> Assigned task
Out of the entries that follow, copy each line containing "Helper".
----
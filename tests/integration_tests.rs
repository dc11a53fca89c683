//! Integration tests for the qf CLI
//!
//! These tests exercise the CLI commands end-to-end using assert_cmd.

use assert_cmd::Command;
use predicates::prelude::*;
use std::fs;
use std::path::Path;
use tempfile::TempDir;

/// Helper to get a qf command isolated from the user's config
fn qf(home: &Path) -> Command {
    let mut cmd = Command::cargo_bin("qf").unwrap();
    cmd.env("XDG_CONFIG_HOME", home.join(".config"))
        .env("HOME", home)
        .env_remove("QF_AUTHOR")
        .env_remove("QF_POLICY")
        .env_remove("QF_KNOWLEDGE_DB")
        .env_remove("RUST_LOG")
        .current_dir(home);
    cmd
}

/// Helper to create a test project in a temp directory
fn setup_test_project() -> TempDir {
    let tmp = TempDir::new().unwrap();
    qf(tmp.path()).arg("init").assert().success();
    tmp
}

fn json_stdout(cmd: &mut Command) -> serde_json::Value {
    let output = cmd.output().unwrap();
    assert!(
        output.status.success(),
        "command failed: {}",
        String::from_utf8_lossy(&output.stderr)
    );
    serde_json::from_slice(&output.stdout).unwrap()
}

const BRACKET_TEXT: &str =
    "Bracket, Mild Steel. 5.5 x 3.2 x 2.1 in. QTY: 20. Weight 4.1 lbs. Simple part.";

// ============================================================================
// Basic CLI
// ============================================================================

#[test]
fn test_help_displays() {
    let tmp = TempDir::new().unwrap();
    qf(tmp.path())
        .arg("--help")
        .assert()
        .success()
        .stdout(predicate::str::contains("quote"))
        .stdout(predicate::str::contains("estimate"));
}

#[test]
fn test_version_displays() {
    let tmp = TempDir::new().unwrap();
    qf(tmp.path())
        .arg("--version")
        .assert()
        .success()
        .stdout(predicate::str::contains("qf"));
}

#[test]
fn test_unknown_command_fails() {
    let tmp = TempDir::new().unwrap();
    qf(tmp.path()).arg("frobnicate").assert().failure();
}

// ============================================================================
// Init
// ============================================================================

#[test]
fn test_init_creates_project_structure() {
    let tmp = TempDir::new().unwrap();
    qf(tmp.path())
        .arg("init")
        .assert()
        .success()
        .stdout(predicate::str::contains("Initialized QuoteForge project"));

    assert!(tmp.path().join(".qf/config.yaml").is_file());
    assert!(tmp.path().join(".qf/knowledge").is_dir());
    assert!(tmp.path().join("quotes").is_dir());
}

#[test]
fn test_init_twice_warns() {
    let tmp = setup_test_project();
    qf(tmp.path())
        .arg("init")
        .assert()
        .success()
        .stdout(predicate::str::contains("already exists"));
}

// ============================================================================
// Extract
// ============================================================================

#[test]
fn test_extract_text_as_json() {
    let tmp = TempDir::new().unwrap();
    let value = json_stdout(qf(tmp.path()).args(["extract", "--text", BRACKET_TEXT, "-f", "json"]));

    assert_eq!(value["material"], "mild steel");
    assert_eq!(value["qty"], 20);
    assert_eq!(value["length_in"], 5.5);
    assert_eq!(value["material_weight_lbs"], 4.1);
    assert_eq!(value["complexity"], "simple");
}

#[test]
fn test_extract_from_file_and_stdin() {
    let tmp = TempDir::new().unwrap();
    fs::write(tmp.path().join("drawing.txt"), "TITANIUM SHAFT  qty 4").unwrap();

    let from_file = json_stdout(qf(tmp.path()).args(["extract", "drawing.txt", "-f", "json"]));
    assert_eq!(from_file["material"], "titanium");
    assert_eq!(from_file["qty"], 4);

    let from_stdin = json_stdout(
        qf(tmp.path())
            .args(["extract", "-", "-f", "json"])
            .write_stdin("aluminum plate, 3 pcs"),
    );
    assert_eq!(from_stdin["material"], "aluminum");
    assert_eq!(from_stdin["qty"], 3);
}

#[test]
fn test_extract_requires_input() {
    let tmp = TempDir::new().unwrap();
    qf(tmp.path()).arg("extract").assert().failure();
}

#[test]
fn test_extract_rejects_pdf() {
    let tmp = TempDir::new().unwrap();
    fs::write(tmp.path().join("part.pdf"), b"%PDF-1.4").unwrap();
    qf(tmp.path()).args(["extract", "part.pdf"]).assert().failure();
}

// ============================================================================
// Estimate
// ============================================================================

#[test]
fn test_estimate_fully_specified() {
    let tmp = TempDir::new().unwrap();
    let value = json_stdout(qf(tmp.path()).args([
        "estimate",
        "--material",
        "aluminum",
        "--machining-minutes",
        "60",
        "--weight",
        "2",
        "--qty",
        "10",
        "--complexity",
        "moderate",
        "--tolerance",
        "normal",
        "-f",
        "json",
    ]));

    assert_eq!(value["ready"], true);
    assert_eq!(value["cost_usd"].as_f64(), Some(1800.0));
    assert_eq!(value["lead_time_days"], 5);
    assert_eq!(value["confidence"], "high");
}

#[test]
fn test_estimate_without_material_is_not_ready() {
    let tmp = TempDir::new().unwrap();
    let value = json_stdout(qf(tmp.path()).args(["estimate", "-f", "json"]));

    assert_eq!(value["ready"], false);
    assert_eq!(value["missing_inputs"], serde_json::json!(["material"]));
    assert_eq!(value["confidence"], "low");
}

#[test]
fn test_estimate_strict_policy() {
    let tmp = TempDir::new().unwrap();
    let value = json_stdout(qf(tmp.path()).args([
        "estimate",
        "--policy",
        "strict",
        "--material",
        "brass",
        "--complexity",
        "baroque",
        "-f",
        "json",
    ]));

    assert_eq!(value["ready"], false);
    assert_eq!(
        value["missing_inputs"],
        serde_json::json!(["machining_minutes", "material_weight_lbs"])
    );
}

#[test]
fn test_estimate_from_signal_map_with_override() {
    let tmp = TempDir::new().unwrap();
    fs::write(
        tmp.path().join("part.yaml"),
        "material: aluminum\nmachining_minutes: 60\nmaterial_weight_lbs: 2\nqty: 1\n",
    )
    .unwrap();

    let value = json_stdout(qf(tmp.path()).args([
        "estimate",
        "--signals",
        "part.yaml",
        "--qty",
        "10",
        "-f",
        "json",
    ]));
    assert_eq!(value["ready"], true);
    assert_eq!(value["cost_usd"].as_f64(), Some(1800.0));
}

#[test]
fn test_estimate_tsv_summary() {
    let tmp = TempDir::new().unwrap();
    qf(tmp.path())
        .args(["estimate", "-f", "tsv"])
        .assert()
        .success()
        .stdout(predicate::str::contains("missing_inputs"))
        .stdout(predicate::str::contains("false"));
}

// ============================================================================
// Quote, list and show
// ============================================================================

#[test]
fn test_quote_without_project_is_not_saved() {
    let tmp = TempDir::new().unwrap();
    let value = json_stdout(qf(tmp.path()).args(["quote", "--text", BRACKET_TEXT, "-f", "json"]));

    assert!(value["quote_id"].is_null());
    assert_eq!(value["text_extracted"], true);
    assert_eq!(value["signals"]["material"], "mild steel");
    assert_eq!(value["references"], serde_json::json!([]));
    assert_eq!(value["estimate"]["ready"], true);
    assert_eq!(value["next_step"], "Quote complete");
}

#[test]
fn test_quote_save_requires_project() {
    let tmp = TempDir::new().unwrap();
    qf(tmp.path())
        .args(["quote", "--text", BRACKET_TEXT, "--save"])
        .assert()
        .failure();
}

#[test]
fn test_quote_save_then_list_and_show() {
    let tmp = setup_test_project();
    fs::write(tmp.path().join("bracket.txt"), BRACKET_TEXT).unwrap();

    let saved = json_stdout(qf(tmp.path()).args(["quote", "bracket.txt", "--save", "-f", "json"]));
    let id = saved["quote_id"].as_str().unwrap().to_string();
    assert!(id.starts_with("QUOT-"));
    assert_eq!(saved["uploaded_file"], "bracket.txt");
    assert_eq!(saved["signals"]["notes"], "Uploaded bracket.txt");

    qf(tmp.path())
        .args(["list", "--count"])
        .assert()
        .success()
        .stdout("1\n");

    let listed = json_stdout(qf(tmp.path()).args(["list", "-f", "json"]));
    assert_eq!(listed[0]["id"], id.as_str());
    assert_eq!(listed[0]["title"], "bracket");
    assert_eq!(listed[0]["material"], "mild steel");

    let shown = json_stdout(qf(tmp.path()).args(["show", &id[..12], "-f", "json"]));
    assert_eq!(shown["id"], id.as_str());
    assert_eq!(shown["estimate"]["ready"], true);
}

#[test]
fn test_list_filters() {
    let tmp = setup_test_project();
    qf(tmp.path())
        .args(["quote", "--text", BRACKET_TEXT, "--save", "--title", "Bracket"])
        .assert()
        .success();
    qf(tmp.path())
        .args(["quote", "--text", "mystery part", "--save", "--title", "Unknown"])
        .assert()
        .success();

    qf(tmp.path())
        .args(["list", "--ready-only", "--count"])
        .assert()
        .success()
        .stdout("1\n");
    qf(tmp.path())
        .args(["list", "--material", "steel", "--count"])
        .assert()
        .success()
        .stdout("1\n");
    qf(tmp.path())
        .args(["list", "--limit", "5", "--count"])
        .assert()
        .success()
        .stdout("2\n");
}

#[test]
fn test_list_empty_project() {
    let tmp = setup_test_project();
    qf(tmp.path())
        .arg("list")
        .assert()
        .success()
        .stdout(predicate::str::contains("No quotes found."));
}

#[test]
fn test_show_unknown_id_fails() {
    let tmp = setup_test_project();
    qf(tmp.path())
        .args(["show", "QUOT-01ZZZZ"])
        .assert()
        .failure();
}

#[test]
fn test_project_flag_from_elsewhere() {
    let tmp = setup_test_project();
    let elsewhere = TempDir::new().unwrap();

    qf(tmp.path())
        .args(["quote", "--text", BRACKET_TEXT, "--save"])
        .assert()
        .success();

    qf(elsewhere.path())
        .args(["list", "--count", "--project"])
        .arg(tmp.path())
        .assert()
        .success()
        .stdout("1\n");
}

// ============================================================================
// Reference store
// ============================================================================

#[test]
fn test_refs_index_search_and_quote() {
    let tmp = setup_test_project();
    let docs = tmp.path().join("docs");
    fs::create_dir_all(&docs).unwrap();
    fs::write(
        docs.join("rates.md"),
        "Shop notes: titanium rate cost multiplier lead time is nine working days.",
    )
    .unwrap();
    fs::write(docs.join("ignored.bin"), [0u8, 1, 2]).unwrap();

    qf(tmp.path())
        .args(["refs", "index", "docs"])
        .assert()
        .success()
        .stdout(predicate::str::contains("Saved 1 chunks"));

    qf(tmp.path())
        .args(["refs", "sources"])
        .assert()
        .success()
        .stdout("rates.md\n");

    let hits = json_stdout(qf(tmp.path()).args(["refs", "search", "lead time", "-f", "json"]));
    assert_eq!(hits[0]["source_file"], "rates.md");
    assert_eq!(hits[0]["page"], 1);

    let quoted = json_stdout(qf(tmp.path()).args([
        "quote",
        "--text",
        "shaft",
        "--material",
        "titanium",
        "-f",
        "json",
    ]));
    assert_eq!(quoted["references"][0]["source_file"], "rates.md");

    let skipped = json_stdout(qf(tmp.path()).args([
        "quote",
        "--text",
        "shaft",
        "--material",
        "titanium",
        "--no-refs",
        "-f",
        "json",
    ]));
    assert_eq!(skipped["references"], serde_json::json!([]));
}

#[test]
fn test_refs_search_without_index_fails() {
    let tmp = setup_test_project();
    qf(tmp.path())
        .args(["refs", "search", "rate"])
        .assert()
        .failure();
}

// ============================================================================
// Config
// ============================================================================

#[test]
fn test_config_set_policy_changes_estimate() {
    let tmp = setup_test_project();
    qf(tmp.path())
        .args(["config", "set", "policy", "strict"])
        .assert()
        .success();

    qf(tmp.path())
        .args(["config", "show", "policy"])
        .assert()
        .success()
        .stdout("strict\n");

    let value = json_stdout(qf(tmp.path()).args([
        "estimate",
        "--material",
        "brass",
        "--complexity",
        "baroque",
        "-f",
        "json",
    ]));
    assert_eq!(value["ready"], false);

    qf(tmp.path())
        .args(["config", "unset", "policy"])
        .assert()
        .success();
    qf(tmp.path())
        .args(["config", "show", "policy"])
        .assert()
        .success()
        .stdout("lenient\n");
}

#[test]
fn test_config_env_override() {
    let tmp = setup_test_project();
    let value = json_stdout(
        qf(tmp.path())
            .env("QF_POLICY", "strict")
            .args(["estimate", "--material", "brass", "--complexity", "baroque", "-f", "json"]),
    );
    assert_eq!(value["ready"], false);
}

#[test]
fn test_config_rejects_unknown_key() {
    let tmp = setup_test_project();
    qf(tmp.path())
        .args(["config", "set", "editor", "vim"])
        .assert()
        .failure();
}

#[test]
fn test_completions_generate() {
    let tmp = TempDir::new().unwrap();
    qf(tmp.path())
        .args(["completions", "bash"])
        .assert()
        .success()
        .stdout(predicate::str::contains("qf"));
}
----
> Output for this task
/// Helper to get a qf command isolated from the user's config
/// Helper to create a test project in a temp directory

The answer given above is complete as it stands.